Pour les professionnels de santé, les constats sont alarmants. Hugues Patural suit des enfants de 0 à 7 ans, particulièrement « vulnérables » du fait de leur très grande prématurité, ou parce qu’ils ont subi des agressions cérébrales en période néonatale (infections, encéphalopathie anoxique…). « Nous sommes effarés, le mot est faible, de voir le nombre d’enfants impactés dans leur trajectoire neurodéveloppement par cette exposition précoce », témoigne le néonatologue. Il observe à chaque consultation des retards et un appauvrissement du langage, des troubles de l’attention, de la mémorisation, une intolérance à la frustration. « Ceci nous oblige à les envoyer très tôt vers des orthophonistes et psychomotriciens, alors que ces filières sont débordées. » Et, pour le pédiatre, « la prématurité n’est pas – toujours – en cause. Le facteur écran joue un rôle déterminant dans le développement cognitif ultérieur de ces enfants, plus important même que leur parcours initial parfois complexe ».

Autre constat du pédiatre réanimateur : « Ces enfants sont en état hypersollicitation permanent. La cadence infernale des images et des sons, la multitude de stimuli sensoriels lumineux et sonores captent et emprisonnent leur attention. Ce flux peut altérer durablement le cerveau en développement », alerte-t-il.

Principe de précaution

Pour le pédopsychiatre Bruno Falissard, président de la SPEAKER, le besoin de l’interaction entre l’enfant et ses proches est vital. « Nous avons des données solides et pourtant il ne se passe rien. L’intérêt des écrans est très médiocre alors que le risque existe. Il s’agit de la santé des enfants, or, on s’en fout », déplore-t-il. Il appelle à appliquer le principe de précaution.

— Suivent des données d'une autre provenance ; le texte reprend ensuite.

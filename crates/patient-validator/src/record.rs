//! Patient Record Type

use serde::{Deserialize, Serialize};

/// Raw clinical measurements for a single patient
///
/// Field units follow the intake form: glucose in mg/dL, blood pressure in
/// mm Hg, skin thickness in mm, insulin in IU/mL, age in years.
#[derive(Debug, Clone, PartialEq, Serialize, Deserialize)]
pub struct PatientRecord {
    /// Number of pregnancies
    pub pregnancies: u32,
    /// Plasma glucose concentration (mg/dL)
    pub glucose: f64,
    /// Diastolic blood pressure (mm Hg)
    pub blood_pressure: f64,
    /// Triceps skin fold thickness (mm)
    pub skin_thickness: f64,
    /// 2-hour serum insulin (IU/mL)
    pub insulin: f64,
    /// Body mass index
    pub bmi: f64,
    /// Diabetes pedigree function
    pub diabetes_pedigree_function: f64,
    /// Age (years)
    pub age: u32,
}

#[cfg(test)]
mod tests {
    use super::*;

    #[test]
    fn test_record_json_round_trip() {
        let record = PatientRecord {
            pregnancies: 1,
            glucose: 120.0,
            blood_pressure: 70.0,
            skin_thickness: 20.0,
            insulin: 80.0,
            bmi: 25.0,
            diabetes_pedigree_function: 0.5,
            age: 30,
        };

        let json = serde_json::to_string(&record).unwrap();
        let parsed: PatientRecord = serde_json::from_str(&json).unwrap();
        assert_eq!(parsed, record);
    }

    #[test]
    fn test_record_rejects_missing_field() {
        let json = r#"{"pregnancies": 1, "glucose": 120.0}"#;
        assert!(serde_json::from_str::<PatientRecord>(json).is_err());
    }
}
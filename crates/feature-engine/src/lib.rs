//! Feature Engineering
//!
//! Assembles the fixed-order feature vector consumed by the scaler and
//! classifier, including the two derived interaction terms.

mod features;

pub use features::{FeatureAssembler, FeatureVector, FEATURE_DIMENSION};
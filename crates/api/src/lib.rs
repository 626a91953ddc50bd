//! Diabetes Risk Screening API Server
//!
//! REST API over the validation, feature assembly, and inference pipeline.

use axum::{
    extract::State,
    response::IntoResponse,
    routing::{get, post},
    Json, Router,
};
use feature_engine::FeatureAssembler;
use inference_engine::InferenceEngine;
use serde::Serialize;
use std::sync::Arc;
use storage::Repository;
use tower_http::cors::CorsLayer;
use tower_http::trace::TraceLayer;
use tracing::{info, Level};
use tracing_subscriber::FmtSubscriber;

mod rate_limit;
mod routes;
mod settings;

pub use rate_limit::{create_governor_config, RateLimitConfig};
pub use settings::Settings;

/// Application state shared across handlers
///
/// The engine is armed at startup and read-only afterwards; the repository
/// locks internally. Handlers therefore share the state without an outer lock.
pub struct AppState {
    /// Armed inference engine
    pub engine: InferenceEngine,
    /// Validating feature assembler
    pub assembler: FeatureAssembler,
    /// Prediction history
    pub repository: Repository,
    /// Version string
    pub version: String,
    /// Start time
    pub start_time: std::time::Instant,
}

impl AppState {
    /// Create application state around an armed engine
    pub fn new(engine: InferenceEngine, repository: Repository) -> Self {
        Self {
            engine,
            assembler: FeatureAssembler::default(),
            repository,
            version: env!("CARGO_PKG_VERSION").to_string(),
            start_time: std::time::Instant::now(),
        }
    }
}

/// Health response
#[derive(Debug, Serialize)]
pub struct HealthResponse {
    pub status: String,
    pub timestamp: u64,
    pub version: String,
    pub uptime_seconds: u64,
    pub components: ComponentStatus,
    pub metrics: SystemMetrics,
}

/// Component status
#[derive(Debug, Serialize)]
pub struct ComponentStatus {
    pub inference: ComponentHealth,
    pub history: ComponentHealth,
}

/// Individual component health
#[derive(Debug, Serialize)]
pub struct ComponentHealth {
    pub status: String,
    pub detail: Option<String>,
}

/// System metrics
#[derive(Debug, Serialize)]
pub struct SystemMetrics {
    pub prediction_count: usize,
    pub feature_count: Option<usize>,
    pub tree_count: Option<usize>,
}

/// Create the application router
pub fn create_router(state: Arc<AppState>) -> Router {
    Router::new()
        .route("/api/v1/health", get(health_handler))
        .route("/api/v1/predict", post(routes::predict::post_predict))
        .route("/api/v1/predictions", get(routes::predictions::get_predictions))
        .layer(TraceLayer::new_for_http())
        .layer(CorsLayer::permissive())
        .with_state(state)
}

/// Health check handler
async fn health_handler(State(state): State<Arc<AppState>>) -> impl IntoResponse {
    let timestamp = std::time::SystemTime::now()
        .duration_since(std::time::UNIX_EPOCH)
        .map(|d| d.as_secs())
        .unwrap_or(0);

    let engine_armed = state.engine.is_loaded();
    let response = HealthResponse {
        status: if engine_armed { "healthy" } else { "degraded" }.to_string(),
        timestamp,
        version: state.version.clone(),
        uptime_seconds: state.start_time.elapsed().as_secs(),
        components: ComponentStatus {
            inference: ComponentHealth {
                status: if engine_armed { "ok" } else { "unavailable" }.to_string(),
                detail: state.engine.n_features().map(|n| format!("{n} features")),
            },
            history: ComponentHealth {
                status: "ok".to_string(),
                detail: None,
            },
        },
        metrics: SystemMetrics {
            prediction_count: state.repository.prediction_count(),
            feature_count: state.engine.n_features(),
            tree_count: state.engine.tree_count(),
        },
    };

    Json(response)
}

/// Initialize logging
pub fn init_logging() {
    let subscriber = FmtSubscriber::builder()
        .with_max_level(Level::INFO)
        .with_target(true)
        .finish();

    tracing::subscriber::set_global_default(subscriber)
        .expect("Failed to set tracing subscriber");
}

/// Run the server
pub async fn run_server(
    addr: &str,
    state: Arc<AppState>,
    rate_limit: &RateLimitConfig,
) -> anyhow::Result<()> {
    let governor = create_governor_config(rate_limit);
    let app = create_router(state).layer(tower_governor::GovernorLayer { config: governor });

    info!("Starting API server on {}", addr);

    let listener = tokio::net::TcpListener::bind(addr).await?;
    axum::serve(
        listener,
        app.into_make_service_with_connect_info::<std::net::SocketAddr>(),
    )
    .await?;

    Ok(())
}

#[cfg(test)]
mod tests {
    use super::*;
    use axum::body::Body;
    use axum::http::{Request, StatusCode};
    use feature_engine::FEATURE_DIMENSION;
    use inference_engine::{GbtClassifier, RiskLabel, Scaler};
    use tower::ServiceExt;

    fn test_state() -> Arc<AppState> {
        let engine = InferenceEngine::from_parts(
            Scaler::identity(FEATURE_DIMENSION),
            GbtClassifier::constant(FEATURE_DIMENSION, RiskLabel::Diabetic),
        )
        .unwrap();
        Arc::new(AppState::new(engine, Repository::new()))
    }

    fn predict_request(body: serde_json::Value) -> Request<Body> {
        Request::builder()
            .method("POST")
            .uri("/api/v1/predict")
            .header("content-type", "application/json")
            .body(Body::from(body.to_string()))
            .unwrap()
    }

    fn valid_body() -> serde_json::Value {
        serde_json::json!({
            "pregnancies": 1,
            "glucose": 120.0,
            "blood_pressure": 70.0,
            "skin_thickness": 20.0,
            "insulin": 80.0,
            "bmi": 25.0,
            "diabetes_pedigree_function": 0.5,
            "age": 30
        })
    }

    #[tokio::test]
    async fn test_predict_returns_label_for_valid_record() {
        let state = test_state();
        let app = create_router(state.clone());

        let response = app.oneshot(predict_request(valid_body())).await.unwrap();
        assert_eq!(response.status(), StatusCode::OK);

        let bytes = axum::body::to_bytes(response.into_body(), usize::MAX).await.unwrap();
        let json: serde_json::Value = serde_json::from_slice(&bytes).unwrap();
        assert_eq!(json["label"], 1);
        assert_eq!(json["verdict"], "likely diabetic");
        let probability = json["probability"].as_f64().unwrap();
        assert!((0.0..=1.0).contains(&probability));

        // The served prediction lands in history
        assert_eq!(state.repository.prediction_count(), 1);
    }

    #[tokio::test]
    async fn test_predict_rejects_out_of_domain_record() {
        let app = create_router(test_state());

        let mut body = valid_body();
        body["glucose"] = serde_json::json!(-1.0);
        body["age"] = serde_json::json!(200);

        let response = app.oneshot(predict_request(body)).await.unwrap();
        assert_eq!(response.status(), StatusCode::UNPROCESSABLE_ENTITY);

        let bytes = axum::body::to_bytes(response.into_body(), usize::MAX).await.unwrap();
        let json: serde_json::Value = serde_json::from_slice(&bytes).unwrap();
        assert_eq!(json["violations"].as_array().unwrap().len(), 2);
    }

    #[tokio::test]
    async fn test_health_reports_armed_engine() {
        let app = create_router(test_state());

        let response = app
            .oneshot(
                Request::builder()
                    .uri("/api/v1/health")
                    .body(Body::empty())
                    .unwrap(),
            )
            .await
            .unwrap();
        assert_eq!(response.status(), StatusCode::OK);

        let bytes = axum::body::to_bytes(response.into_body(), usize::MAX).await.unwrap();
        let json: serde_json::Value = serde_json::from_slice(&bytes).unwrap();
        assert_eq!(json["status"], "healthy");
        assert_eq!(json["metrics"]["feature_count"], 10);
    }

    #[tokio::test]
    async fn test_predictions_history_endpoint() {
        let state = test_state();
        let app = create_router(state.clone());

        let response = app
            .clone()
            .oneshot(predict_request(valid_body()))
            .await
            .unwrap();
        assert_eq!(response.status(), StatusCode::OK);

        let response = app
            .oneshot(
                Request::builder()
                    .uri("/api/v1/predictions?limit=10")
                    .body(Body::empty())
                    .unwrap(),
            )
            .await
            .unwrap();
        assert_eq!(response.status(), StatusCode::OK);

        let bytes = axum::body::to_bytes(response.into_body(), usize::MAX).await.unwrap();
        let json: serde_json::Value = serde_json::from_slice(&bytes).unwrap();
        assert_eq!(json["count"], 1);
        assert_eq!(json["data"][0]["label"], "diabetic");
    }
}
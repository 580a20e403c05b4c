mod io_utils;
pub mod export;

// Re-export core engine components
pub use export::plan::{evaluate, Disposition, PlanSummary};
pub use export::{
    default_engine, BatchReport, DataService, ExportEngine, ExportError, ExportOptions,
    ExportOutcome, ExportRequest, ExportStats, HttpDataService, ItemOutcome, ServiceError,
};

Agnès Linglart, présidente de la SEP, regrette quant à elle un « manque criant de moyens » pour la prévention et la recherche : « Il y a un vrai décalage entre la gravité du sujet et la faiblesse de la réponse publique. Il est temps d’élargir la mise en garde au-delà de 3 ans, et jusqu’à 12 ans. »

En attendant, « l’enjeu de santé publique est de s’engager sur la prévention en donnant des outils aux professionnels de l’enfance et aux parents », explique Cédric Femke, secrétaire général adjoint de la SPF. « Je constate de plus en plus l’effet bénéfique d’une prévention très précoce. Quand on explique simplement à des jeunes parents que l’écran n’est pas adapté au cerveau de leur enfant, ils le comprennent très bien », assure Hugues Patural. Certaines initiatives existent, comme le défi « 10 jours sans écrans », lancé en 2003 au Québec et de plus en plus relayé en France.

Les experts en appellent aussi aux institutions et demandent de larges campagnes d’information. Seront-ils enfin entendus ? Le rapport de 2024, qui dressait un constat inquiétant assorti de 29 propositions, n’a jusqu’ici pas été suivi d’actions concrètes.